The Owensboro Bridge is a continuous truss bridge that spans the Ohio River between Owensboro, Kentucky and Spencer County, Indiana. Dedicated to the memory of the late U.S. Congressman Glover H. Cary (1885–1936) and often erroneously called the "Glover Cary Bridge," the bridge opened to traffic in September 1940. It originally was a toll bridge, but tolls were discontinued in 1954. It carried US 231 into Kentucky from Indiana from 1940 to 2002 when 231 was moved onto the newly completed Natcher Bridge. Subsequently, its designation was changed to Indiana 161 and Kentucky 2262. Painted silver when it opened, the bridge was painted blue in the 1970s and often is called the Blue Bridge by local residents and media.

==Color==
In anticipation of a repainting of the bridge initially scheduled for 2006 (the previous repainting was in 1987), the local city beautification group PRIDE of Owensboro-Daviess County (Public Responsibility In Designing our Environment) sponsored an August 2003 straw poll to help determine what color to paint the bridge.
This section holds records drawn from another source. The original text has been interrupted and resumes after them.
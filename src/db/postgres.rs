//! PostgreSQL store, the production backend.
//!
//! The schema is provisioned outside this service. Identifier columns are
//! read through `::text` and `rating` through `::float8`, so UUID or
//! NUMERIC column types map onto the string and `f64` fields unchanged.
//! Identifiers are written through [`IdParam`] for the same reason.

use async_trait::async_trait;
use sqlx::postgres::{PgArguments, PgConnectOptions, PgPoolOptions};
use sqlx::query::QueryAs;
use sqlx::{PgPool, Postgres};
use uuid::Uuid;

use super::mapper::AppointmentPrescriptionRow;
use super::query::{contains_pattern, Placeholder, QueryBuilder, SqlValue};
use super::{BookingStore, DatabaseError};
use crate::models::{
    Appointment, AppointmentFilter, AppointmentView, Doctor, DoctorFilter, Prescription,
};
use crate::schedule::TimeRange;

const DOCTOR_SELECT: &str = "SELECT id::text AS id, name, specialty, location,
        rating::float8 AS rating, price_per_hour, avatar, experience_years, languages
     FROM doctors";

const APPOINTMENT_SELECT: &str = "SELECT a.id::text AS id, a.doctor_id::text AS doctor_id,
        a.patient_name, a.patient_email, a.date_time, a.duration_minutes, a.status, a.created_at
     FROM appointments a";

const APPOINTMENT_VIEW_SELECT: &str = "SELECT a.id::text AS id, a.doctor_id::text AS doctor_id,
        a.patient_name, a.patient_email, a.date_time, a.duration_minutes, a.status, a.created_at,
        p.id::text AS prescription_id, p.medications, p.dosage, p.instructions,
        p.created_at AS prescription_created_at
     FROM appointments a
     LEFT JOIN prescriptions p ON a.id = p.appointment_id";

const APPOINTMENT_RETURNING: &str = "id::text AS id, doctor_id::text AS doctor_id,
        patient_name, patient_email, date_time, duration_minutes, status, created_at";

pub struct PgStore {
    pool: PgPool,
}

impl PgStore {
    /// Open the shared pool. Pool sizing and saturation behavior are the
    /// sqlx defaults.
    pub async fn connect(options: PgConnectOptions) -> Result<Self, DatabaseError> {
        let pool = PgPoolOptions::new().connect_with(options).await?;
        Ok(Self { pool })
    }
}

fn bind_all<'q, O>(
    query: QueryAs<'q, Postgres, O, PgArguments>,
    values: Vec<SqlValue>,
) -> QueryAs<'q, Postgres, O, PgArguments> {
    values.into_iter().fold(query, |query, value| match value {
        SqlValue::Text(text) => query.bind(text),
        SqlValue::Timestamp(at) => query.bind(at),
    })
}

/// An identifier bound with the type its text spells.
///
/// sqlx types every parameter, and Postgres will not assign a `text`
/// parameter to a `uuid` or integer column. A `uuid` or `int8` parameter
/// still assigns to a text column, so binding the narrowest type fits
/// whichever column type the schema uses.
#[derive(Debug, PartialEq)]
enum IdParam {
    Uuid(Uuid),
    Int(i64),
    Text(String),
}

impl IdParam {
    fn new(id: &str) -> Self {
        if let Ok(uuid) = Uuid::parse_str(id) {
            IdParam::Uuid(uuid)
        } else if let Ok(n) = id.parse::<i64>() {
            IdParam::Int(n)
        } else {
            IdParam::Text(id.to_string())
        }
    }
}

fn bind_id<'q, O>(
    query: QueryAs<'q, Postgres, O, PgArguments>,
    id: &str,
) -> QueryAs<'q, Postgres, O, PgArguments> {
    match IdParam::new(id) {
        IdParam::Uuid(uuid) => query.bind(uuid),
        IdParam::Int(n) => query.bind(n),
        IdParam::Text(text) => query.bind(text),
    }
}

#[async_trait]
impl BookingStore for PgStore {
    async fn ping(&self) -> Result<(), DatabaseError> {
        sqlx::query("SELECT 1").execute(&self.pool).await?;
        Ok(())
    }

    async fn list_doctors(&self, filter: &DoctorFilter) -> Result<Vec<Doctor>, DatabaseError> {
        let (sql, values) = QueryBuilder::new(DOCTOR_SELECT, Placeholder::Dollar)
            .filter_opt(
                "LOWER(specialty) LIKE LOWER({})",
                filter.specialty.as_deref().map(contains_pattern),
            )
            .filter_opt(
                "LOWER(location) LIKE LOWER({})",
                filter.location.as_deref().map(contains_pattern),
            )
            .order_by("rating DESC, name ASC")
            .build();

        let doctors = bind_all(sqlx::query_as::<_, Doctor>(&sql), values)
            .fetch_all(&self.pool)
            .await?;
        Ok(doctors)
    }

    async fn get_doctor(&self, id: &str) -> Result<Option<Doctor>, DatabaseError> {
        let doctor = sqlx::query_as::<_, Doctor>(&format!("{DOCTOR_SELECT} WHERE id::text = $1"))
            .bind(id)
            .fetch_optional(&self.pool)
            .await?;
        Ok(doctor)
    }

    async fn insert_appointment(
        &self,
        appointment: &Appointment,
    ) -> Result<Appointment, DatabaseError> {
        let sql = format!(
            "INSERT INTO appointments
                (id, doctor_id, patient_name, patient_email, date_time, duration_minutes, status, created_at)
             VALUES ($1, $2, $3, $4, $5, $6, $7, $8)
             RETURNING {APPOINTMENT_RETURNING}"
        );
        let query = bind_id(sqlx::query_as::<_, Appointment>(&sql), &appointment.id);
        let stored = bind_id(query, &appointment.doctor_id)
            .bind(&appointment.patient_name)
            .bind(&appointment.patient_email)
            .bind(appointment.date_time)
            .bind(appointment.duration_minutes)
            .bind(&appointment.status)
            .bind(appointment.created_at)
            .fetch_one(&self.pool)
            .await?;
        Ok(stored)
    }

    async fn get_appointment(&self, id: &str) -> Result<Option<Appointment>, DatabaseError> {
        let appointment =
            sqlx::query_as::<_, Appointment>(&format!("{APPOINTMENT_SELECT} WHERE a.id::text = $1"))
                .bind(id)
                .fetch_optional(&self.pool)
                .await?;
        Ok(appointment)
    }

    async fn list_appointments(
        &self,
        filter: &AppointmentFilter,
    ) -> Result<Vec<Appointment>, DatabaseError> {
        let (sql, values) = QueryBuilder::new(APPOINTMENT_SELECT, Placeholder::Dollar)
            .filter_opt(
                "a.doctor_id::text = {}",
                filter.doctor_id.clone().map(SqlValue::Text),
            )
            .order_by("a.date_time ASC")
            .build();

        let appointments = bind_all(sqlx::query_as::<_, Appointment>(&sql), values)
            .fetch_all(&self.pool)
            .await?;
        Ok(appointments)
    }

    async fn list_doctor_appointments(
        &self,
        doctor_id: &str,
        range: &TimeRange,
    ) -> Result<Vec<AppointmentView>, DatabaseError> {
        let (sql, values) = QueryBuilder::new(APPOINTMENT_VIEW_SELECT, Placeholder::Dollar)
            .filter("a.doctor_id::text = {}", SqlValue::Text(doctor_id.to_string()))
            .within(range, "a.date_time >= {}", "a.date_time < {}")
            .order_by("a.date_time DESC")
            .build();

        let rows = bind_all(sqlx::query_as::<_, AppointmentPrescriptionRow>(&sql), values)
            .fetch_all(&self.pool)
            .await?;
        Ok(rows.into_iter().map(AppointmentPrescriptionRow::into_view).collect())
    }

    async fn insert_prescription(
        &self,
        prescription: &Prescription,
    ) -> Result<Prescription, DatabaseError> {
        let query = sqlx::query_as::<_, Prescription>(
            "INSERT INTO prescriptions
                (id, appointment_id, doctor_id, patient_name, medications, dosage, instructions, created_at)
             VALUES ($1, $2, $3, $4, $5, $6, $7, $8)
             RETURNING id::text AS id, appointment_id::text AS appointment_id,
                doctor_id::text AS doctor_id, patient_name, medications, dosage,
                COALESCE(instructions, '') AS instructions, created_at",
        );
        let query = bind_id(query, &prescription.id);
        let query = bind_id(query, &prescription.appointment_id);
        let stored = bind_id(query, &prescription.doctor_id)
            .bind(&prescription.patient_name)
            .bind(&prescription.medications)
            .bind(&prescription.dosage)
            .bind(&prescription.instructions)
            .bind(prescription.created_at)
            .fetch_one(&self.pool)
            .await?;
        Ok(stored)
    }
}

#[cfg(test)]
mod tests {
    use super::*;
    use chrono::{DateTime, TimeZone, Utc};

    use crate::models::STATUS_CONFIRMED;

    #[test]
    fn id_param_picks_the_narrowest_type() {
        let uuid = "7d0b4a4e-2f7e-4c47-9f1a-0c6f2b1e8d35";
        assert_eq!(IdParam::new(uuid), IdParam::Uuid(Uuid::parse_str(uuid).unwrap()));
        assert_eq!(IdParam::new("42"), IdParam::Int(42));
        assert_eq!(IdParam::new("doc-1"), IdParam::Text("doc-1".into()));
        assert_eq!(IdParam::new(""), IdParam::Text(String::new()));
    }

    // Live tests: `DATABASE_URL=postgres://... cargo test -- --ignored`.
    // Tables are TEMPORARY on a single-connection pool, so they shadow any
    // real schema and vanish with the session.

    async fn pool_with_schema(id_type: &str) -> Option<PgStore> {
        let url = std::env::var("DATABASE_URL").ok()?;
        let pool = PgPoolOptions::new()
            .max_connections(1)
            .connect(&url)
            .await
            .unwrap();

        let default_id = if id_type == "UUID" {
            "DEFAULT gen_random_uuid()"
        } else {
            ""
        };
        let statements = [
            format!(
                "CREATE TEMPORARY TABLE doctors (
                    id {id_type} PRIMARY KEY {default_id},
                    name TEXT NOT NULL, specialty TEXT NOT NULL, location TEXT NOT NULL,
                    rating NUMERIC(2,1) NOT NULL, price_per_hour INTEGER NOT NULL,
                    avatar TEXT NOT NULL, experience_years INTEGER NOT NULL,
                    languages TEXT NOT NULL)"
            ),
            format!(
                "CREATE TEMPORARY TABLE appointments (
                    id {id_type} PRIMARY KEY,
                    doctor_id {id_type} NOT NULL REFERENCES doctors(id),
                    patient_name TEXT NOT NULL, patient_email TEXT NOT NULL,
                    date_time TIMESTAMPTZ NOT NULL, duration_minutes INTEGER NOT NULL,
                    status TEXT NOT NULL, created_at TIMESTAMPTZ NOT NULL)"
            ),
            format!(
                "CREATE TEMPORARY TABLE prescriptions (
                    id {id_type} PRIMARY KEY,
                    appointment_id {id_type} NOT NULL REFERENCES appointments(id),
                    doctor_id {id_type} NOT NULL REFERENCES doctors(id),
                    patient_name TEXT NOT NULL, medications TEXT NOT NULL,
                    dosage TEXT NOT NULL, instructions TEXT,
                    created_at TIMESTAMPTZ NOT NULL)"
            ),
        ];
        for sql in &statements {
            sqlx::query(sql).execute(&pool).await.unwrap();
        }
        Some(PgStore { pool })
    }

    /// Insert through a literal id so the column type decides the cast.
    async fn insert_doctor(store: &PgStore, id: Option<&str>) -> String {
        let (columns, values) = match id {
            Some(id) => ("id, ".to_string(), format!("'{id}', ")),
            None => (String::new(), String::new()),
        };
        let sql = format!(
            "INSERT INTO doctors ({columns}name, specialty, location, rating,
                price_per_hour, avatar, experience_years, languages)
             VALUES ({values}'Dr. Élise Lefèvre', 'Gynécologue', 'Créteil', 4.6,
                90, 'https://example.com/a.jpg', 12, 'French')
             RETURNING id::text"
        );
        sqlx::query_scalar::<_, String>(&sql)
            .fetch_one(&store.pool)
            .await
            .unwrap()
    }

    fn at(hour: u32) -> DateTime<Utc> {
        Utc.with_ymd_and_hms(2099, 3, 14, hour, 0, 0).unwrap()
    }

    fn appointment(id: String, doctor_id: &str) -> Appointment {
        Appointment {
            id,
            doctor_id: doctor_id.to_string(),
            patient_name: "Jeanne Moreau".into(),
            patient_email: "jeanne@example.com".into(),
            date_time: at(10),
            duration_minutes: 30,
            status: STATUS_CONFIRMED.into(),
            created_at: at(8),
        }
    }

    fn prescription(id: String, appointment: &Appointment) -> Prescription {
        Prescription {
            id,
            appointment_id: appointment.id.clone(),
            doctor_id: appointment.doctor_id.clone(),
            patient_name: appointment.patient_name.clone(),
            medications: "Amoxicillin".into(),
            dosage: "500mg twice daily".into(),
            instructions: String::new(),
            created_at: at(11),
        }
    }

    async fn booking_round_trip(
        store: &PgStore,
        doctor_id: &str,
        appointment_id: String,
        prescription_id: String,
    ) {
        let filter = DoctorFilter::new(Some("gynéco".into()), Some("créteil".into()));
        let found = store.list_doctors(&filter).await.unwrap();
        assert_eq!(found.len(), 1);
        assert_eq!(found[0].id, doctor_id);
        assert_eq!(found[0].rating, 4.6);

        let booked = appointment(appointment_id, doctor_id);
        let stored = store.insert_appointment(&booked).await.unwrap();
        assert_eq!(stored, booked);
        assert_eq!(store.get_appointment(&booked.id).await.unwrap(), Some(booked.clone()));

        let issued = prescription(prescription_id, &booked);
        assert_eq!(store.insert_prescription(&issued).await.unwrap(), issued);

        let views = store
            .list_doctor_appointments(doctor_id, &TimeRange::unbounded())
            .await
            .unwrap();
        assert_eq!(views.len(), 1);
        assert_eq!(views[0].appointment, booked);
        assert_eq!(views[0].prescription.as_ref(), Some(&issued));
    }

    #[tokio::test]
    #[ignore = "needs a PostgreSQL server at DATABASE_URL"]
    async fn uuid_columns_accept_writes_and_reads() {
        let Some(store) = pool_with_schema("UUID").await else {
            return;
        };
        let doctor_id = insert_doctor(&store, None).await;
        booking_round_trip(
            &store,
            &doctor_id,
            Uuid::new_v4().to_string(),
            Uuid::new_v4().to_string(),
        )
        .await;
    }

    #[tokio::test]
    #[ignore = "needs a PostgreSQL server at DATABASE_URL"]
    async fn text_columns_accept_any_id_shape() {
        let Some(store) = pool_with_schema("TEXT").await else {
            return;
        };
        let doctor_id = insert_doctor(&store, Some("doc-1")).await;
        // A UUID-shaped and an integer-shaped id still land in text columns.
        booking_round_trip(&store, &doctor_id, Uuid::new_v4().to_string(), "42".into()).await;
    }

    #[tokio::test]
    #[ignore = "needs a PostgreSQL server at DATABASE_URL"]
    async fn bigint_columns_accept_numeric_ids() {
        let Some(store) = pool_with_schema("BIGINT").await else {
            return;
        };
        let doctor_id = insert_doctor(&store, Some("7")).await;
        booking_round_trip(&store, &doctor_id, "1001".into(), "2001".into()).await;
    }
}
PRIDE gave participants a choice of "blue," "teal," "brick red," or "green" – or participants could "write in" their own preferences. Of the 8,245 participants in the poll, 44 percent preferred to keep the bridge blue. A majority of participants – 56% – preferred that the bridge be painted a different color, with 20 percent opting for teal, 18 percent for brick red, 12 percent for green, and 6 percent suggesting various "write-in" colors.

Subsequently, Kentucky and Indiana highway officials indicated the bridge was scheduled for its next repainting in about 2017 (which happens to be Owensboro's bicentennial) at an estimated cost of $17 million. The repainting was rescheduled to begin in the spring of 2013.